Whole of Government Accounts, Batman!
By Richard Hughes
After 10 years of preparation, pilots and dry-run processes, last week the UK Treasury finally published the first set of Whole of Government Accounts (WGA) for financial year 2009-10. While a long-time in the making, the publication of Britain’s first ever consolidated government income statement and balance sheet represents a major milestone in UK fiscal reporting and public sector accounting practice in general.
From the Bottom to the Top of the Accounting Class
While the UK Office of National Statistics (ONS) has published consolidated fiscal statistics for the whole public sector for decades, the UK has lagged behind most countries in the world in the preparation of consolidated end-of-year accounts. Indeed, up until last week, the UK did not even produce consolidated, audited accounts for central government. The only audited government financial statements that existed were for individual government departments, local governments, and other public entities.
With the publication of WGA, the UK has leapfrogged from the bottom to the top of the government accounting class in four respects:
First, WGA have some of the broadest coverage of any government financial statements in the world. WGA consolidate over 1,500 public sector entities including central government departments, non-departmental public bodies, independent government agencies, local and regional governments, hospitals, and public corporations. Even the “accounting swots” in the Australian and New Zealand treasuries don’t produce accounts with this degree of comprehensiveness.

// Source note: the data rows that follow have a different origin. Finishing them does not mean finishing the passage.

impl IoctlTransport {
    pub fn open(mount_path: &std::path::Path) -> Result<Self, EngineError> {
        let file = File::open(mount_path).map_err(|e| {
            debug!("open({:?}) failed: {}", mount_path, e);
            EngineError::NotBtrfs {
                path: mount_path.to_path_buf(),
            }
        })?;
        Ok(IoctlTransport { file })
    }

    pub fn fs_info(&self) -> Result<FsInfo, EngineError> {
        let mut args: btrfs_ioctl_fs_info_args = unsafe { std::mem::zeroed() };
        let ret = unsafe { btrfs_fs_info_raw(self.file.as_raw_fd(), &mut args) };
        match ret {
            Ok(_) => Ok(FsInfo {
                uuid: args.fsid,
                num_devices: args.num_devices,
                max_devid: args.max_id,
                node_size: args.nodesize,
                sector_size: args.sectorsize,
                generation: args.generation,
                metadata_uuid: args.metadata_uuid,
            }),
            Err(nix::errno::Errno::ENOTTY) => Err(EngineError::NotBtrfs {
                path: PathBuf::new(),
            }),
            Err(e) => Err(EngineError::IoctlFailed {
                op: "FS_INFO",
                raw: e.to_string(),
            }),
        }
    }

    pub fn dev_info(&self, devid: u64) -> Result<DevInfo, EngineError> {
        let mut args: btrfs_ioctl_dev_info_args = unsafe { std::mem::zeroed() };
        args.devid = devid;
        let ret = unsafe { btrfs_dev_info_raw(self.file.as_raw_fd(), &mut args) };
        match ret {
            Ok(_) => {
                let cpath = unsafe { CStr::from_ptr(args.path.as_ptr() as *const libc::c_char) };
                Ok(DevInfo {
                    devid: args.devid,
                    uuid: args.uuid,
                    total_bytes: args.total_bytes,
                    bytes_used: args.bytes_used,
                    path: PathBuf::from(cpath.to_string_lossy().into_owned()),
                })
            }
            Err(e) => Err(EngineError::IoctlFailed {
                op: "DEV_INFO",
                raw: e.to_string(),
            }),
        }
    }

    /// Two-phase space-info query: first call discovers the slot count, the
    /// second fills the space-info array (spec §4.1).
    pub fn space_info(&self) -> Result<Vec<SpaceInfoEntry>, EngineError> {
        let mut probe = btrfs_ioctl_space_args {
            space_slots: 0,
            total_spaces: 0,
        };
        unsafe { btrfs_space_info_raw(self.file.as_raw_fd(), &mut probe) }.map_err(|e| {
            EngineError::IoctlFailed {
                op: "SPACE_INFO(probe)",
                raw: e.to_string(),
            }
        })?;

        let count = probe.total_spaces as usize;
        if count == 0 {
            return Ok(Vec::new());
        }

        let byte_len = std::mem::size_of::<btrfs_ioctl_space_args>()
            + count * std::mem::size_of::<btrfs_ioctl_space_info>();
        let mut buf = vec![0u8; byte_len];
        {
            let header = unsafe { &mut *(buf.as_mut_ptr() as *mut btrfs_ioctl_space_args) };
            header.space_slots = count as u64;
        }
        let args_ptr = buf.as_mut_ptr() as *mut btrfs_ioctl_space_args;
        unsafe { btrfs_space_info_raw(self.file.as_raw_fd(), args_ptr) }.map_err(|e| {
            EngineError::IoctlFailed {
                op: "SPACE_INFO",
                raw: e.to_string(),
            }
        })?;

        let header = unsafe { &*args_ptr };
        let returned = header.total_spaces.min(count as u64) as usize;
        let infos_start = std::mem::size_of::<btrfs_ioctl_space_args>();
        let mut out = Vec::with_capacity(returned);
        for i in 0..returned {
            let off = infos_start + i * std::mem::size_of::<btrfs_ioctl_space_info>();
            let info = unsafe { &*(buf.as_ptr().add(off) as *const btrfs_ioctl_space_info) };
            out.push(SpaceInfoEntry {
                flags: info.flags,
                total_bytes: info.total_bytes,
                used_bytes: info.used_bytes,
            });
        }
        Ok(out)
    }

    /// `LOGICAL_INO`: maps a logical byte address to the inodes whose extents
    /// cover it. An empty result means the address is free or metadata/system.
    pub fn logical_ino(&self, logical: u64) -> Result<Vec<LogicalInoResult>, EngineError> {
        let mut container = vec![0u8; BTRFS_LOGICAL_INO_CONTAINER_SIZE];
        let mut args = btrfs_ioctl_logical_ino_args {
            logical,
            size: container.len() as u64,
            reserved: [0; 4],
            inodes: container.as_mut_ptr() as u64,
        };
        let ret = unsafe { btrfs_logical_ino_raw(self.file.as_raw_fd(), &mut args) };
        if let Err(e) = ret {
            return Err(EngineError::IoctlFailed {
                op: "LOGICAL_INO",
                raw: e.to_string(),
            });
        }

        // Container: 16-byte header (bytes_left, bytes_missing, elem_cnt,
        // elem_missed) followed by `elem_cnt/3` 24-byte (inum, offset, root)
        // records.
        if container.len() < 16 {
            return Err(EngineError::DecodeFailed {
                item_type: "logical_ino_container",
                length: container.len(),
            });
        }
        let elem_cnt = u64::from_ne_bytes(container[0..8].try_into().unwrap());
        let record_count = (elem_cnt / 3) as usize;
        let mut out = Vec::with_capacity(record_count);
        let records_start = 16usize;
        for i in 0..record_count {
            let off = records_start + i * 24;
            if off + 24 > container.len() {
                break;
            }
            let inum = u64::from_ne_bytes(container[off..off + 8].try_into().unwrap());
            let offset = u64::from_ne_bytes(container[off + 8..off + 16].try_into().unwrap());
            let root_id = u64::from_ne_bytes(container[off + 16..off + 24].try_into().unwrap());
            out.push(LogicalInoResult {
                inum,
                offset,
                root_id,
            });
        }
        Ok(out)
    }

    /// `INO_LOOKUP`: returns the path of an inode relative to its subvolume
    /// root, as a NUL-terminated string of at most 4080 bytes.
    pub fn ino_lookup(&self, tree_id: u64, objectid: u64) -> Result<String, EngineError> {
        let mut args: btrfs_ioctl_ino_lookup_args = unsafe { std::mem::zeroed() };
        args.treeid = tree_id;
        args.objectid = objectid;
        let ret = unsafe { btrfs_ino_lookup_raw(self.file.as_raw_fd(), &mut args) };
        if let Err(e) = ret {
            return Err(EngineError::IoctlFailed {
                op: "INO_LOOKUP",
                raw: e.to_string(),
            });
        }
        let cstr = unsafe { CStr::from_ptr(args.name.as_ptr() as *const libc::c_char) };
        Ok(cstr.to_string_lossy().into_owned())
    }

    /// Paged tree search over `[min_key, max_key]`. Pagination per spec §4.1:
    /// advance `min_offset = last.offset + 1`; at `last.offset == MAX_U64`,
    /// advance `min_type`; at `min_type > max_type`, advance `min_objid` and
    /// reset type/offset. Terminates when the kernel reports zero items for a
    /// page, or the caller's closure returns `false` to abort early.
    pub fn tree_search(
        &self,
        mut key: SearchKey,
        mut on_item: impl FnMut(&SearchItem) -> bool,
    ) -> Result<(), EngineError> {
        loop {
            let mut args: Box<btrfs_ioctl_search_args> = Box::new(unsafe { std::mem::zeroed() });
            args.key = btrfs_ioctl_search_key {
                tree_id: key.tree_id,
                min_objectid: key.min_objid,
                max_objectid: key.max_objid,
                min_offset: key.min_offset,
                max_offset: key.max_offset,
                min_transid: 0,
                max_transid: u64::MAX,
                min_type: key.min_type as u32,
                max_type: key.max_type as u32,
                nr_items: u32::MAX,
                unused: 0,
                unused1: 0,
                unused2: 0,
                unused3: 0,
                unused4: 0,
            };

            debug!(
                "tree_search: tree {} obj [{}, {}] type [{}, {}] off [{}, {}]",
                key.tree_id, key.min_objid, key.max_objid, key.min_type, key.max_type,
                key.min_offset, key.max_offset
            );

            let ret = unsafe { btrfs_tree_search(self.file.as_raw_fd(), args.as_mut()) };
            ret.map_err(|e| EngineError::IoctlFailed {
                op: "TREE_SEARCH",
                raw: e.to_string(),
            })?;

            let nr_items = args.key.nr_items as usize;
            if nr_items == 0 {
                return Ok(());
            }

            let mut cursor = 0usize;
            let mut last_header: Option<btrfs_ioctl_search_header> = None;
            for _ in 0..nr_items {
                if cursor + std::mem::size_of::<btrfs_ioctl_search_header>() > args.buf.len() {
                    return Err(EngineError::DecodeFailed {
                        item_type: "search_header",
                        length: args.buf.len() - cursor,
                    });
                }
                let header = unsafe {
                    &*(args.buf.as_ptr().add(cursor) as *const btrfs_ioctl_search_header)
                };
                cursor += std::mem::size_of::<btrfs_ioctl_search_header>();

                let len = header.len as usize;
                if cursor + len > args.buf.len() {
                    return Err(EngineError::DecodeFailed {
                        item_type: "search_item_payload",
                        length: len,
                    });
                }
                let payload = args.buf[cursor..cursor + len].to_vec();
                cursor += len;

                let item_type = header.r#type as u8;
                if item_type >= key.min_type && item_type <= key.max_type {
                    let item = SearchItem {
                        key: BtrfsDiskKey {
                            objectid: header.objectid,
                            item_type,
                            offset: header.offset,
                        },
                        payload,
                    };
                    if !on_item(&item) {
                        return Ok(());
                    }
                }
                last_header = Some(*header);
            }

            let last = last_header.expect("nr_items > 0 implies at least one header parsed");
            if last.offset == u64::MAX {
                // min_type/max_type are u8; last.r#type == 0xff would wrap to 0 on
                // `+ 1 as u8`, so the objid advance has to trigger at the u8 boundary,
                // not just at the wider u32::MAX the header field is stored as.
                if last.r#type >= u8::MAX as u32 {
                    key.min_objid = key.min_objid.saturating_add(1);
                    key.min_type = 0;
                    key.min_offset = 0;
                } else {
                    key.min_type = (last.r#type + 1) as u8;
                    key.min_offset = 0;
                }
            } else {
                key.min_offset = last.offset + 1;
            }

            if key.min_type as u32 > key.max_type as u32 && key.min_offset == 0 {
                key.min_objid = key.min_objid.saturating_add(1);
                key.min_type = 0;
            }

            if key.min_objid > key.max_objid {
                return Ok(());
            }
        }
    }
}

Second, WGA are prepared using fully accrual-based International Financial Reporting Standards (IFRS) adapted for the public sector by the UK authorities drawing on International Public Sector Accounting Standards (IPSAS). By contrast, the public sector fiscal statistics produced by the ONS have been prepared according to the National Accounts standard which combines both cash and accrual concepts.
Third, WGA are the first to combine all of the government’s fixed and financial assets and liabilities into a full “sovereign balance sheet” for the UK. While past ONS data on public sector net debt has incorporated the value of liquid financial assets, the WGA balance sheet also reflects the current value of physical assets from the motorway network to the 2012 Olympic Stadium to Stonehenge.
Fourth, WGA include many of the more “exotic” assets and liabilities that have so far been excluded from public accounts in the UK and elsewhere. These include the present value of government liabilities arising from civil service pensions, public private partnerships (known as the Private Finance Initiative in the UK), provisions (including for the future costs of decommission nuclear reactors), and contingent liabilities (including those related to recent government interventions in the financial sector.)
So while the annual production of WGA requires a major resource commitment from the UK’s public accounting community, most would say that it is worth the effort.
A Promising Future?
As for what they reveal about the current state of the UK public finances, the Statement of Revenue and Expenditure contains few surprises. The total net deficit of £164.1bn (11.7 percent of GDP) for 2009-10 on and IFRS basis was almost identical to the National Accounts estimate of public sector net borrowing for the same year.
However, the UK’s first public sector balance sheet revealed some new and stark facts about the government’s overall financial position. Specifically it showed that the UK public sector liabilities exceeded its assets by a ratio of 2:1 leaving the government with a negative net worth of around £1.2 trillion (84.5 percent of GDP) at the end of 2009-10. Of the UK government’s £2.4 trillion in liabilities, nearly half (£1.1 trillion) was the net present value of the government’s pension liabilities to current and retired public servants. This exceeded the government’s £804 billion in debt and dwarfed the few tens of billions of liabilities arising from PPP contracts. UK Treasury officials hasten to point out that the WGA balance sheet does not include the government single biggest asset, the power to tax. But this may offer less comfort to British taxpayers and public servants.
Could Do Better
While WGA represent an impressive achievement, accountants are hard people to please, and public sector finance boffins have pointed to a number of “areas for development” for future iterations of WGA.
First, the document published last week was merely an unaudited summary of the WGA for 2009-10. The full, detailed, audited set of accounts will not be published until later in the year.
Second, the institutional coverage of WGA still falls short of the whole public sector. Some entities that are classified to the public sector by the ONS like the Bank of England, Parliament, the Supreme Court, and (depending on the month) Network Rail are excluded from WGA on constitutional grounds.
Third, while the government’s equity stake in or guarantees to the UK’s fragile banking sector are included in the WGA balance sheet, the banks’ own revenue, expenditure, assets and liabilities are not consolidated even where they are government owned or controlled. The reason given is that doing would “distort the accounts and make it difficult to determine trends,” but no explanation is given for what the summary accounts could not be presented on both a “including banks” and “excluding banks” basis.
But, all thing considered, this first set of Whole of Government Accounts embodies a great leap forward for fiscal transparency in the UK and a new standard to which the public finance profession can repair in these challenging times.